Qualifying Factors | Credit Score and Debt to Income Ratio
Your credit score is the primary influencer in whether or not you qualify for a loan. Credit scores lower than 620 make it difficult to be eligible. The ideal credit score is 740. Take the time to rectify accounts and improve your credit rating.
Your debt-to-income ratio, or DTI, determines the amount of money you owe (debt), to the sum of money you earn (income) on a monthly basis. Your DTI should be 36 percent or lower. When your DTI is above 36 percent, paying off credit cards or lowering your overall balances could increase your chances of qualifying for your loan.
Qualification vs. Approval
Pre-qualification is an informal estimate of what you might be able to borrow based on information you provide. There is no commitment in a pre-qualification from you or the lender. However, there’s still a chance you won’t qualify once all the official documents are submitted and other factors considered. It’s just an estimate.
Pre-approval, however, means you’ve already gone through the steps of providing official documents, filling out the standard loan form, and the lender agrees to lend you the money to purchase the house. Pre-approval is necessary before you begin house shopping and saves time in the transaction once you find a home you want to buy.
Paperwork, Paperwork, Paperwork!
You will need to provide your name, income, social security number, the address and estimated value of the property you’re buying, and the size of the loan you’re borrowing. Furthermore, you’ll furnish a list of your assets, W2 forms, profit/loss statements or 1099 if you’re self-employed, recent pay stubs if you earn paychecks, last two federal tax returns, and a complete list of your debts along with your total monthly payments.

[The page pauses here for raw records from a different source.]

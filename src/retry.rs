//! Bounded fixed-interval retry.
//!
//! Used wherever the launcher waits on something outside its control: the
//! discovery endpoint coming up, and a profile directory becoming removable
//! after the browser released its files.
//!
//! Exhausting the attempts is a distinguishable outcome ([`Exhausted`]),
//! never a hang.

// ============================================================================
// Imports
// ============================================================================

use std::fmt;
use std::future::Future;
use std::thread;
use std::time::Duration;

use tracing::trace;

// ============================================================================
// RetryPolicy
// ============================================================================

/// How many times to try, and how long to wait between tries.
#[derive(Debug, Clone, Copy, PartialEq, Eq)]
pub struct RetryPolicy {
    /// Total attempts, including the first. At least one attempt is made.
    pub max_attempts: u32,
    /// Pause between two attempts.
    pub interval: Duration,
}

impl Default for RetryPolicy {
    fn default() -> Self {
        Self::discovery()
    }
}

impl RetryPolicy {
    /// Creates a policy.
    #[inline]
    #[must_use]
    pub const fn new(max_attempts: u32, interval: Duration) -> Self {
        Self {
            max_attempts,
            interval,
        }
    }

    /// Endpoint discovery: 100 attempts, 100 ms apart.
    #[inline]
    #[must_use]
    pub const fn discovery() -> Self {
        Self::new(100, Duration::from_millis(100))
    }

    /// Profile removal: 100 attempts, 20 ms apart.
    #[inline]
    #[must_use]
    pub const fn cleanup() -> Self {
        Self::new(100, Duration::from_millis(20))
    }

    /// Upper bound of the time spent sleeping between attempts.
    #[must_use]
    pub fn budget(&self) -> Duration {
        self.interval * self.attempts().saturating_sub(1)
    }

    #[inline]
    fn attempts(&self) -> u32 {
        self.max_attempts.max(1)
    }

    /// Runs `operation` until it succeeds or the attempts are exhausted.
    ///
    /// The closure receives the 1-based attempt number.
    ///
    /// # Errors
    ///
    /// Returns [`Exhausted`] carrying the last error.
    pub async fn run<T, E, F, Fut>(&self, mut operation: F) -> Result<T, Exhausted<E>>
    where
        F: FnMut(u32) -> Fut,
        Fut: Future<Output = Result<T, E>>,
    {
        let attempts = self.attempts();
        let mut last_error = None;

        for attempt in 1..=attempts {
            match operation(attempt).await {
                Ok(value) => return Ok(value),
                Err(e) => {
                    trace!(attempt, attempts, "Attempt failed");
                    last_error = Some(e);
                }
            }

            if attempt < attempts {
                tokio::time::sleep(self.interval).await;
            }
        }

        Err(Exhausted {
            attempts,
            last_error,
        })
    }

    /// Blocking form of [`RetryPolicy::run`], for drop paths.
    ///
    /// # Errors
    ///
    /// Returns [`Exhausted`] carrying the last error.
    pub fn run_blocking<T, E, F>(&self, mut operation: F) -> Result<T, Exhausted<E>>
    where
        F: FnMut(u32) -> Result<T, E>,
    {
        let attempts = self.attempts();
        let mut last_error = None;

        for attempt in 1..=attempts {
            match operation(attempt) {
                Ok(value) => return Ok(value),
                Err(e) => last_error = Some(e),
            }

            if attempt < attempts {
                thread::sleep(self.interval);
            }
        }

        Err(Exhausted {
            attempts,
            last_error,
        })
    }
}

// ============================================================================
// Exhausted
// ============================================================================

/// Every attempt failed.
#[derive(Debug)]
pub struct Exhausted<E> {
    /// Attempts made.
    pub attempts: u32,
    /// Error of the last attempt.
    pub last_error: Option<E>,
}

impl<E: fmt::Display> fmt::Display for Exhausted<E> {
    fn fmt(&self, f: &mut fmt::Formatter<'_>) -> fmt::Result {
        write!(f, "gave up after {} attempts", self.attempts)?;
        if let Some(e) = &self.last_error {
            write!(f, ": {e}")?;
        }
        Ok(())
    }
}

// ============================================================================
// Tests
// ============================================================================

At closing, you’ll need proof of title search and title insurance, flood certification, evidence of homeowner’s insurance and private mortgage insurance if required, and copies of your appraisal and inspection reports.
You will receive a loan estimate, contract, and closing disclosures.

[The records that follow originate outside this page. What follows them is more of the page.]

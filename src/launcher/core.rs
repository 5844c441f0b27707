//! Browser launcher.
//!
//! The [`Launcher`] starts a browser process and connects to it:
//!
//! | Phase | Work | On failure |
//! |-------|------|------------|
//! | `Spawning` | resolve profile, start process, install signal hooks | |
//! | `AwaitingEndpoint` | poll `/json` for a page WebSocket URL | teardown |
//! | `Connected` | open the connection | teardown |
//!
//! A failed launch never leaves a process or a temporary profile behind.
//!
//! # Example
//!
//! ```no_run
//! use cdp_driver::Launcher;
//!
//! # async fn example() -> cdp_driver::Result<()> {
//! let launcher = Launcher::builder().build()?;
//! let browser = launcher.launch().await?;
//!
//! let version = browser.version().await?;
//! println!("{}", version.product);
//!
//! browser.close().await?;
//! # Ok(())
//! # }
//! ```

// ============================================================================
// Imports
// ============================================================================

use std::fmt;
use std::path::{Path, PathBuf};
use std::process::Stdio;
use std::sync::Arc;
use std::time::Duration;

use tokio::process::Command;
use tracing::{debug, info, warn};

use crate::error::{Error, Result};
use crate::retry::RetryPolicy;
use crate::transport::Connection;

use super::browser::{Browser, LaunchPhase, Lifecycle, TeardownConfig};
use super::builder::LauncherBuilder;
use super::discovery::Discovery;
use super::options::LaunchOptions;
use super::process::ProcessGuard;
use super::profile::Profile;
use super::signals::{SignalConfig, SignalHooks};

// ============================================================================
// Types
// ============================================================================

/// Resolved launcher configuration.
#[derive(Debug)]
pub(crate) struct LaunchConfig {
    /// Browser executable.
    pub binary: PathBuf,

    /// Process options.
    pub options: LaunchOptions,

    /// Directory temporary profiles are created under.
    pub scratch_root: PathBuf,

    /// Discovery polling.
    pub discovery: RetryPolicy,

    /// Profile removal retries.
    pub cleanup: RetryPolicy,

    /// Exit grace for caller-owned profiles.
    pub exit_grace: Duration,

    /// Bound on `Browser.close`.
    pub close_timeout: Duration,

    /// Signals that trigger teardown.
    pub signals: SignalConfig,
}

impl LaunchConfig {
    fn teardown(&self) -> TeardownConfig {
        TeardownConfig {
            cleanup: self.cleanup,
            exit_grace: self.exit_grace,
            close_timeout: self.close_timeout,
        }
    }
}

// ============================================================================
// Launcher
// ============================================================================

/// Starts browsers and connects to them.
///
/// Cheap to clone; one launcher can start any number of browsers, each with
/// its own process, profile and connection.
#[derive(Clone)]
pub struct Launcher {
    inner: Arc<LaunchConfig>,
}

// ============================================================================
// Launcher - Display
// ============================================================================

impl fmt::Debug for Launcher {
    fn fmt(&self, f: &mut fmt::Formatter<'_>) -> fmt::Result {
        f.debug_struct("Launcher")
            .field("binary", &self.inner.binary)
            .field("port", &self.inner.options.port)
            .field("headless", &self.inner.options.headless)
            .finish_non_exhaustive()
    }
}

// ============================================================================
// Launcher - Public API
// ============================================================================

impl Launcher {
    /// Creates a configuration builder for the launcher.
    #[inline]
    #[must_use]
    pub fn builder() -> LauncherBuilder {
        LauncherBuilder::new()
    }

    pub(crate) fn from_config(config: LaunchConfig) -> Self {
        Self {
            inner: Arc::new(config),
        }
    }

    /// Returns the browser executable.
    #[inline]
    #[must_use]
    pub fn binary(&self) -> &Path {
        &self.inner.binary
    }

    /// Returns the process options.
    #[inline]
    #[must_use]
    pub fn options(&self) -> &LaunchOptions {
        &self.inner.options
    }

    /// Returns the directory temporary profiles are created under.
    #[inline]
    #[must_use]
    pub fn scratch_root(&self) -> &Path {
        &self.inner.scratch_root
    }

    /// Starts a browser and connects to its first page.
    ///
    /// # Errors
    ///
    /// - [`Error::Profile`] if the profile directory cannot be prepared
    /// - [`Error::ProcessLaunchFailed`] if the process cannot be started
    /// - [`Error::DiscoveryTimeout`] if the browser never served `/json`
    /// - [`Error::NoTarget`] if it served no connectable page
    /// - [`Error::WebSocket`] if the connection cannot be opened
    ///
    /// Whatever was started is torn down before the error is returned.
    pub async fn launch(&self) -> Result<Browser> {
        let lifecycle = Lifecycle::new(self.inner.teardown());

        match self.start(&lifecycle).await {
            Ok(browser) => Ok(browser),
            Err(e) => {
                warn!(error = %e, phase = ?lifecycle.phase(), "Launch failed, tearing down");
                lifecycle.set_phase(LaunchPhase::Failed);

                if let Err(teardown) = lifecycle.teardown().await {
                    warn!(error = %teardown, "Teardown after failed launch incomplete");
                }
                Err(e)
            }
        }
    }

    /// Connects to a running browser.
    ///
    /// `url` is either a WebSocket URL, or an `http(s)` discovery base whose
    /// first page is connected to. The returned browser owns no process;
    /// [`Browser::close`] still asks it to close.
    ///
    /// # Errors
    ///
    /// As the discovery and connection phases of [`Launcher::launch`].
    pub async fn connect(&self, url: &str) -> Result<Browser> {
        connect_with(url, &self.inner.discovery, self.inner.teardown()).await
    }
}

// ============================================================================
// Launcher - Phases
// ============================================================================

impl Launcher {
    async fn start(&self, lifecycle: &Arc<Lifecycle>) -> Result<Browser> {
        let config = &*self.inner;

        lifecycle.set_phase(LaunchPhase::Spawning);

        let profile = self.prepare_profile()?;
        let profile_dir = profile.as_ref().map(|profile| profile.path().to_path_buf());
        if let Some(profile) = profile {
            lifecycle.set_profile(profile).await?;
        }

        let process = self.spawn(profile_dir.as_deref())?;
        let pid = process.pid();
        lifecycle.set_process(process).await?;

        let weak = Arc::downgrade(lifecycle);
        let hooks = SignalHooks::install(config.signals, move |signal| async move {
            if let Some(lifecycle) = weak.upgrade()
                && let Err(e) = lifecycle.teardown().await
            {
                warn!(%signal, error = %e, "Teardown after signal incomplete");
            }
        })?;
        lifecycle.set_hooks(hooks);

        lifecycle.set_phase(LaunchPhase::AwaitingEndpoint);

        let discovery = Discovery::new(config.options.discovery_url())?;
        let endpoint = discovery.wait_for_page_endpoint(&config.discovery).await?;

        let connection = Connection::connect(&endpoint).await?;
        lifecycle.set_connection(connection.clone()).await?;

        lifecycle.set_phase(LaunchPhase::Connected);
        info!(pid, endpoint, "Browser launched");

        Ok(Browser::new(
            Arc::clone(lifecycle),
            connection,
            Some(pid),
            profile_dir,
        ))
    }

    /// Resolves the profile: the caller's directory, a fresh temporary one,
    /// or none when the caller's args already name one.
    fn prepare_profile(&self) -> Result<Option<Profile>> {
        let options = &self.inner.options;

        if let Some(dir) = &options.user_data_dir {
            return Profile::from_path(dir).map(Some);
        }

        if options.needs_profile() {
            return Profile::new_temp_in(&self.inner.scratch_root).map(Some);
        }

        Ok(None)
    }

    fn spawn(&self, profile_dir: Option<&Path>) -> Result<ProcessGuard> {
        let config = &*self.inner;
        let args = config.options.to_args(profile_dir);

        debug!(binary = %config.binary.display(), ?args, "Spawning browser");

        let child = Command::new(&config.binary)
            .args(&args)
            .envs(config.options.envs.iter().map(|(key, value)| (key, value)))
            .stdin(Stdio::null())
            .stdout(Stdio::null())
            .stderr(Stdio::null())
            .kill_on_drop(true)
            .spawn()
            .map_err(Error::process_launch_failed)?;

        let process = ProcessGuard::new(child);
        info!(pid = process.pid(), "Browser process started");
        Ok(process)
    }
}

// ============================================================================
// Connect
// ============================================================================

/// Connects to a running browser with default timings.
///
/// See [`Launcher::connect`]; this variant needs no browser binary.
///
/// # Errors
///
/// As [`Launcher::connect`].
pub async fn connect(url: &str) -> Result<Browser> {
    connect_with(url, &RetryPolicy::discovery(), TeardownConfig::default()).await
}

async fn connect_with(
    url: &str,
    discovery: &RetryPolicy,
    teardown: TeardownConfig,
) -> Result<Browser> {
    let endpoint = if url.starts_with("http://") || url.starts_with("https://") {
        Discovery::new(url)?.wait_for_page_endpoint(discovery).await?
    } else {
        url.to_string()
    };

    let connection = Connection::connect(&endpoint).await?;

    let lifecycle = Lifecycle::new(teardown);
    lifecycle.set_connection(connection.clone()).await?;
    lifecycle.set_phase(LaunchPhase::Connected);

    Ok(Browser::new(lifecycle, connection, None, None))
}

// ============================================================================
// Tests
// ============================================================================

Save all of your documents in a secure location.
The buyer usually pays 20 percent of the purchase amount as a down payment, and the bank finances the other 80 percent. However, some loan types may allow for a smaller down payment.
Different Types of Loans
Aside from conventional loans in which the buyer pays twenty percent down payment, some programs can make home-buying easier by having more relaxed qualifications and lowering the down payment. FHA loans are backed by the Federal Housing Authority to assist people with restricted incomes. VA loans are loans that are supported by the Department of Veteran Affairs to aid members of the military with buying a home.
Fixed rate loans are when the interest rate remains the same throughout the life of the loan. Fixed rate loans create unchanging monthly payments that are consistent from month to month and year to year.
Variable rate loans may start low and be more affordable in the beginning, but may later be adjusted based on time spans (three, five, seven years, etc.), or depending on market conditions. This variation means that monthly payments may change over the course of time.
Understanding Loan Payments
PITI stands for the principal, interest, taxes, and insurance, all of which you pay for within each payment. The principal is the amount you borrowed. Interest included each month is the payment to the lender for loaning you the funds. The state or city in which you live requires property taxes, and the financial institution requires that you have homeowners insurance and possibly flood insurance as well as private mortgage insurance if your down payment was less than the standard twenty percent.
Points and How They Apply
In lenders’ terms, a point equals one percent of the total value of the property you’re purchasing. The bank charges points to cover things loan closing costs. The buyer pays the point values at the close of the transaction.